3. A practicing endocrinologist Dr. Om Lakhani
In a phone conversation with Dr. Om Lakhani, MD, a Consultant Endocrinologist at Zydus Hospital and MD Internal Medicine (Gold Medalist), DNB (Endocrinology), he also refuted the ‘miraculous’ claims of both of these anti-diabetic medications. He also commented on how the scientific basis for these medications is lacking and suggested it may be against the law to promote medicines and ‘miracle cures’ on TV, Radio or newspaper according to the ‘Drugs and Magic Remedies (Objectionable Advertisements) Act, 1954’ in India. He has also written a detailed review about these drugs here.

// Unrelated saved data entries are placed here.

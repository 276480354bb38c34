use crate::{
    auth::Caller,
    db::DbPool,
    entities::{
        user::{self, Entity as User},
        AccountStatus, UserRole,
    },
    errors::ServiceError,
    events::{publish, Event, EventSender},
};
use chrono::Utc;
use sea_orm::{
    ActiveModelTrait, ColumnTrait, EntityTrait, IntoActiveModel, PaginatorTrait, QueryFilter,
    QueryOrder, QuerySelect, Set,
};
use serde::Deserialize;
use std::sync::Arc;
use tracing::{info, instrument};
use utoipa::ToSchema;
use uuid::Uuid;
use validator::Validate;

#[derive(Debug, Clone, Deserialize, Validate, ToSchema)]
pub struct NewUser {
    #[validate(length(min = 2, message = "Name must be at least 2 characters"))]
    pub name: String,
    #[validate(email(message = "A valid email is required"))]
    pub email: String,
    pub role: UserRole,
}

#[derive(Debug, Clone, Deserialize, Validate, ToSchema)]
pub struct SuspendRequest {
    #[validate(length(min = 1, message = "Suspension reason is required"))]
    pub reason: String,
    pub feedback: Option<String>,
}

#[derive(Debug, Clone, Default)]
pub struct UserFilter {
    pub role: Option<UserRole>,
    pub status: Option<AccountStatus>,
}

/// User account administration.
#[derive(Clone)]
pub struct AccountService {
    db_pool: Arc<DbPool>,
    event_sender: Option<EventSender>,
}

impl AccountService {
    pub fn new(db_pool: Arc<DbPool>, event_sender: Option<EventSender>) -> Self {
        Self {
            db_pool,
            event_sender,
        }
    }

    /// Registers an account in `pending` status.
    #[instrument(skip(self, request), fields(role = %request.role))]
    pub async fn register(&self, request: NewUser) -> Result<user::Model, ServiceError> {
        request.validate()?;
        let email = request.email.trim().to_lowercase();

        let exists = User::find()
            .filter(user::Column::Email.eq(email.clone()))
            .count(&*self.db_pool)
            .await?
            > 0;
        if exists {
            return Err(ServiceError::Conflict("Email is already registered".to_string()));
        }

        let now = Utc::now();
        let model = user::ActiveModel {
            id: Set(Uuid::new_v4()),
            name: Set(request.name.trim().to_string()),
            email: Set(email),
            role: Set(request.role),
            status: Set(AccountStatus::Pending),
            suspend_reason: Set(None),
            suspend_feedback: Set(None),
            created_at: Set(now),
            updated_at: Set(now),
        }
        .insert(&*self.db_pool)
        .await?;

        info!(user_id = %model.id, "User registered");
        Ok(model)
    }

    pub async fn get_user(&self, user_id: Uuid) -> Result<user::Model, ServiceError> {
        User::find_by_id(user_id)
            .one(&*self.db_pool)
            .await?
            .ok_or_else(|| ServiceError::NotFound("User not found".to_string()))
    }

    pub async fn list_users(
        &self,
        caller: &Caller,
        filter: UserFilter,
        skip: u64,
        limit: u64,
    ) -> Result<(Vec<user::Model>, u64), ServiceError> {
        caller.require_admin()?;

        let mut query = User::find().order_by_desc(user::Column::CreatedAt);
        if let Some(role) = filter.role {
            query = query.filter(user::Column::Role.eq(role));
        }
        if let Some(status) = filter.status {
            query = query.filter(user::Column::Status.eq(status));
        }

        let total = query.clone().count(&*self.db_pool).await?;
        let items = query
            .offset(skip)
            .limit(limit)
            .all(&*self.db_pool)
            .await?;
        Ok((items, total))
    }

    #[instrument(skip(self), fields(caller_id = %caller.id))]
    pub async fn approve(&self, caller: &Caller, user_id: Uuid) -> Result<user::Model, ServiceError> {
        caller.ensure_active()?;
        caller.require_admin()?;

        let mut active = self.get_user(user_id).await?.into_active_model();
        active.status = Set(AccountStatus::Approved);
        active.suspend_reason = Set(None);
        active.suspend_feedback = Set(None);
        active.updated_at = Set(Utc::now());
        let updated = active.update(&*self.db_pool).await?;

        info!(user_id = %updated.id, "User approved");
        publish(
            self.event_sender.as_ref(),
            Event::AccountApproved {
                user_id: updated.id,
                email: updated.email.clone(),
            },
        );
        Ok(updated)
    }

    #[instrument(skip(self, request), fields(caller_id = %caller.id))]
    pub async fn suspend(
        &self,
        caller: &Caller,
        user_id: Uuid,
        request: SuspendRequest,
    ) -> Result<user::Model, ServiceError> {
        caller.ensure_active()?;
        caller.require_admin()?;
        request.validate()?;
        if caller.id == user_id {
            return Err(ServiceError::ValidationError(
                "Admins cannot suspend their own account".to_string(),
            ));
        }

        let mut active = self.get_user(user_id).await?.into_active_model();
        active.status = Set(AccountStatus::Suspended);
        active.suspend_reason = Set(Some(request.reason.clone()));
        active.suspend_feedback = Set(request.feedback.clone());
        active.updated_at = Set(Utc::now());
        let updated = active.update(&*self.db_pool).await?;

        info!(user_id = %updated.id, "User suspended");
        publish(
            self.event_sender.as_ref(),
            Event::AccountSuspended {
                user_id: updated.id,
                email: updated.email.clone(),
                reason: request.reason,
                feedback: request.feedback,
            },
        );
        Ok(updated)
    }
}
mod common;

use common::TestApp;
use garmentflow_api::{
    entities::OrderStatus, errors::ServiceError, services::lifecycle::TransitionRequest,
};
use rust_decimal_macros::dec;

const ROUNDS: usize = 30;

fn lost_race(err: &ServiceError) -> bool {
    matches!(
        err,
        ServiceError::Conflict(_) | ServiceError::IllegalTransition { .. }
    )
}

#[tokio::test(flavor = "multi_thread", worker_threads = 4)]
async fn racing_decisions_on_a_shared_pool_apply_exactly_once() {
    let dir = tempfile::tempdir().unwrap();
    let app = TestApp::file_backed(&dir, 8).await;
    let manager = app.manager().await;
    let admin = app.admin().await;
    let buyer = app.buyer().await;
    let product = app.seed_product(&manager, "Duffle Coat", dec!(80.00), 100, 1).await;

    for round in 0..ROUNDS {
        let order = app.place_order(&buyer, product.id, 1).await;

        let approve = {
            let lifecycle = app.services().lifecycle.clone();
            let caller = manager.caller.clone();
            tokio::spawn(async move { lifecycle.approve(&caller, order.id).await })
        };
        let reject = {
            let lifecycle = app.services().lifecycle.clone();
            let caller = admin.caller.clone();
            tokio::spawn(async move { lifecycle.reject(&caller, order.id, None).await })
        };
        let results = [approve.await.unwrap(), reject.await.unwrap()];

        let winners: Vec<_> = results.iter().filter_map(|r| r.as_ref().ok()).collect();
        assert_eq!(winners.len(), 1, "round {round}: {results:?}");
        for err in results.iter().filter_map(|r| r.as_ref().err()) {
            assert!(lost_race(err), "round {round}: unexpected error {err:?}");
        }

        let stored = app.services().orders.get(order.id).await.unwrap();
        assert_eq!(stored.status, winners[0].order.status);
        assert_eq!(stored.version, 2);

        let ledger = app.services().tracking.get_ledger(order.id).await.unwrap();
        assert_eq!(ledger.checkpoints.len(), 2, "round {round}");
        assert_eq!(ledger.latest().unwrap().status, stored.status);
    }
}

#[tokio::test(flavor = "multi_thread", worker_threads = 4)]
async fn progress_notes_never_leave_status_and_ledger_apart() {
    let dir = tempfile::tempdir().unwrap();
    let app = TestApp::file_backed(&dir, 8).await;
    let manager = app.manager().await;
    let admin = app.admin().await;
    let buyer = app.buyer().await;
    let product = app.seed_product(&manager, "Kilt", dec!(64.00), 100, 1).await;

    for round in 0..ROUNDS {
        let order = app.place_order(&buyer, product.id, 1).await;
        let lifecycle = &app.services().lifecycle;
        lifecycle.approve(&manager.caller, order.id).await.unwrap();
        lifecycle
            .transition(&manager.caller, order.id, TransitionRequest::to(OrderStatus::Cutting))
            .await
            .unwrap();

        let note = {
            let lifecycle = lifecycle.clone();
            let caller = manager.caller.clone();
            tokio::spawn(async move {
                let request = TransitionRequest::to(OrderStatus::Cutting).with_notes("Half the panels cut");
                lifecycle.record_progress(&caller, order.id, request).await
            })
        };
        let advance = {
            let lifecycle = lifecycle.clone();
            let caller = admin.caller.clone();
            tokio::spawn(async move {
                lifecycle
                    .transition(&caller, order.id, TransitionRequest::to(OrderStatus::Sewing))
                    .await
            })
        };
        let (note, advance) = (note.await.unwrap(), advance.await.unwrap());

        if let Err(err) = &note {
            assert!(lost_race(err), "round {round}: unexpected error {err:?}");
        }
        if let Err(err) = &advance {
            assert!(lost_race(err), "round {round}: unexpected error {err:?}");
        }

        let stored = app.services().orders.get(order.id).await.unwrap();
        let ledger = app.services().tracking.get_ledger(order.id).await.unwrap();
        assert_eq!(ledger.latest().unwrap().status, stored.status, "round {round}");
        let appended = [note.is_ok(), advance.is_ok()].iter().filter(|ok| **ok).count();
        assert_eq!(ledger.checkpoints.len(), 3 + appended, "round {round}");
    }
}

4. Furthermore, Saper et al (2008) tested and reported high levels of lead, mercury and arsenic in 1/5th of US and Indian manufactured medicines sold on the internet by testing a randomised selection of Ayurvedic drugs across 25 different websites. This research indicates that a large proportion of locally manufactured drugs can be contaminated which emphasizes a greater need for rigorous testing.
Responsibility in drug efficacy and safety
Should the ministry of AYUSH, CSIR laboratories, National Botanical Research Institute (NBRI) and Central Institute for Medicinal and Aromatic Plant (CIMAP) be held accountable for violating these regulations and releasing these drugs without sufficient tests? Or should companies such as Kudos Laboratories be held accountable for promoting these drugs on television for the gullible patients?
If the alternative Ayurvedic medicines developed and promoted by AYUSH and its associated laboratories have such adverse side effects due to inadequate testing in human models, is it really worth taking the risk? Especially when there can be life threatening side effects, misleading claims that comes with a greater cost in comparison to the best available treatment on the market.
Based on the current scientific data, expert opinions from the field and consumer complaints, there is scant scientific evidence for the use of BGR34 and AYUSH82 in the management of diabetes.
These drugs may or may not work in type 2 diabetes, and would unlikely be of any use to type 1 diabetes due to a completely different pathology. Moreover, they is not evidence for toxicity tests in these drugs which are required, since there is evidence for contamination of lead, mercury and arsenics. There are also contraindication studies required to check whether these drugs interact with other drugs in the system.
Lastly, a rigorous unbiased-multi-phase double blind clinical trial needs to be conducted in healthy as well as in type 2 diabetes patients of both genders, age groups, pregnancy, patients with other disorders, etc. before its market release before making such elaborate claims.